THESE lines are being written from the northern coast of Norfolk.
Earlier in the year I wrote from the most western point in Cornwall, thus perched in peninsular splendour among a twilight land with its own independent, originally Celtic, spirit. Here too one senses the independence of an island race.
For Norfolk, in some respects, is itself an island. It used to be said that it was cut off to the north and east by the sea, and to the south and west by the London and North Eastern Railway.
Historically, too, Norfolk has always been independent. Perhaps the suspicion of "foreigners" has its roots in the days of the Danish invasions. Many newcomers remained for centuries without penetrating further into the "interior" and in mediaeval days Norfolk was England's most populated county.

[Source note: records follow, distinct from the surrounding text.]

use crate::error::{Result, TraceError};
use crate::utils::constants::PARALLEL_SORT_THRESHOLD;
use rayon::prelude::*;
use serde::Serialize;

/// Value-weighted cumulative distribution of a sample set.
///
/// `x` holds the samples in ascending order and `y[i]` is the sum of
/// `x[0..=i]` divided by the sum of all samples. This is not the rank-based
/// `i / n` CDF; output files depend on this exact definition.
#[derive(Debug, Clone, PartialEq, Serialize)]
pub struct EmpiricalCdf {
    pub x: Vec<u64>,
    pub y: Vec<f64>,
}

impl EmpiricalCdf {
    pub fn from_samples(mut samples: Vec<u64>) -> Result<Self> {
        if samples.is_empty() {
            return Err(TraceError::EmptySamples);
        }

        if samples.len() >= PARALLEL_SORT_THRESHOLD {
            samples.par_sort_unstable();
        } else {
            samples.sort_unstable();
        }

        // u64 합이 넘칠 수 있으므로 u128로 누적
        let total: u128 = samples.iter().map(|&v| v as u128).sum();
        if total == 0 {
            return Err(TraceError::DegenerateSamples {
                count: samples.len(),
            });
        }

        let total = total as f64;
        let mut running: u128 = 0;
        let y = samples
            .iter()
            .map(|&v| {
                running += v as u128;
                running as f64 / total
            })
            .collect();

        Ok(Self { x: samples, y })
    }

    pub fn len(&self) -> usize {
        self.x.len()
    }

    pub fn is_empty(&self) -> bool {
        self.x.is_empty()
    }

    /// (x, y) 행 순회
    pub fn rows(&self) -> impl Iterator<Item = (u64, f64)> + '_ {
        self.x.iter().copied().zip(self.y.iter().copied())
    }
}
pub mod cdf;
pub mod iat;
pub mod pipeline;
pub mod read_after_write;

pub use cdf::EmpiricalCdf;
pub use iat::{count_regressions, inter_arrival_samples, inter_arrival_times};
pub use pipeline::{
    analyze_trace, load_trace, output_paths_for, process_records, run_analysis, RunOutcome,
    TraceAnalysis, TraceCounts,
};
pub use read_after_write::read_after_write_intervals;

Those mediaeval hardies prayed a lot judging by the proliferation of places of worship, many of them mediaeval. They positively pepper the rich marshland in the county's north-east with their large 14th or 15th century towers.
Norfolk, moreover, was one of the first parts of Britain to hear the gospel. Before tea with friends in North Elmham, I picked my way through the ruins of the once great Saxon cathedral which dominated this, the original, Saxon diocese of the North Folk.

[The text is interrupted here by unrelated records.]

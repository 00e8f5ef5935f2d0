use serde::Serialize;

use crate::utils::constants::{DEFAULT_READ_TOKEN, DEFAULT_WRITE_TOKEN};

/// 요청 종류. 읽기/쓰기 이외의 토큰은 모두 `Other`로 분류
#[derive(Debug, Clone, Copy, PartialEq, Eq, Hash)]
pub enum Operation {
    Read,
    Write,
    Other,
}

/// 읽기/쓰기로 인식할 operation 토큰
#[derive(Serialize, Debug, Clone, PartialEq, Eq)]
pub struct OperationTokens {
    pub read: String,
    pub write: String,
}

impl Default for OperationTokens {
    fn default() -> Self {
        Self {
            read: DEFAULT_READ_TOKEN.to_string(),
            write: DEFAULT_WRITE_TOKEN.to_string(),
        }
    }
}

impl OperationTokens {
    pub fn classify(&self, token: &str) -> Operation {
        if token == self.read {
            Operation::Read
        } else if token == self.write {
            Operation::Write
        } else {
            Operation::Other
        }
    }
}

/// A single access from an object store trace, kept in file order.
#[derive(Debug, Clone, PartialEq, Eq)]
pub struct TraceRecord {
    pub timestamp: u64,
    pub operation: Operation,
    pub key: Box<str>,
}

impl TraceRecord {
    pub fn new(timestamp: u64, operation: Operation, key: &str) -> Self {
        Self {
            timestamp,
            operation,
            key: key.into(),
        }
    }

    pub fn is_read(&self) -> bool {
        self.operation == Operation::Read
    }

    pub fn is_write(&self) -> bool {
        self.operation == Operation::Write
    }
}

#[cfg(test)]
mod tests {
    use super::*;

    #[test]
    fn test_classify_default_tokens() {
        let tokens = OperationTokens::default();
        assert_eq!(tokens.classify("REST.GET.OBJECT"), Operation::Read);
        assert_eq!(tokens.classify("REST.PUT.OBJECT"), Operation::Write);
        assert_eq!(tokens.classify("REST.HEAD.OBJECT"), Operation::Other);
        // 대소문자는 구분
        assert_eq!(tokens.classify("rest.get.object"), Operation::Other);
    }

    #[test]
    fn test_classify_custom_tokens() {
        let tokens = OperationTokens {
            read: "GET".to_string(),
            write: "PUT".to_string(),
        };
        assert_eq!(tokens.classify("GET"), Operation::Read);
        assert_eq!(tokens.classify("PUT"), Operation::Write);
        assert_eq!(tokens.classify("REST.GET.OBJECT"), Operation::Other);
    }
}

Only after the Danish invasions was the diocese transferred to Thetford and then, in 1093, to Norwich.
Old friend
THE present Bishop of East Anglia is Bishop Alan Clark, an old friend. I would have liked to call on him, but he is away at the moment. Bishop Clark became the first Ordinary of this, a newly created, See in 1976. He was previously Auxiliary of Northampton with special duties for most of the area now under his episcopal care.
It has long been the custom for Auxiliaries in England, not being
"Suffragans," to receive on episcopal ordination a titular bishopric usually based on some remote city in partibus infidelium, ie, in heathen lands.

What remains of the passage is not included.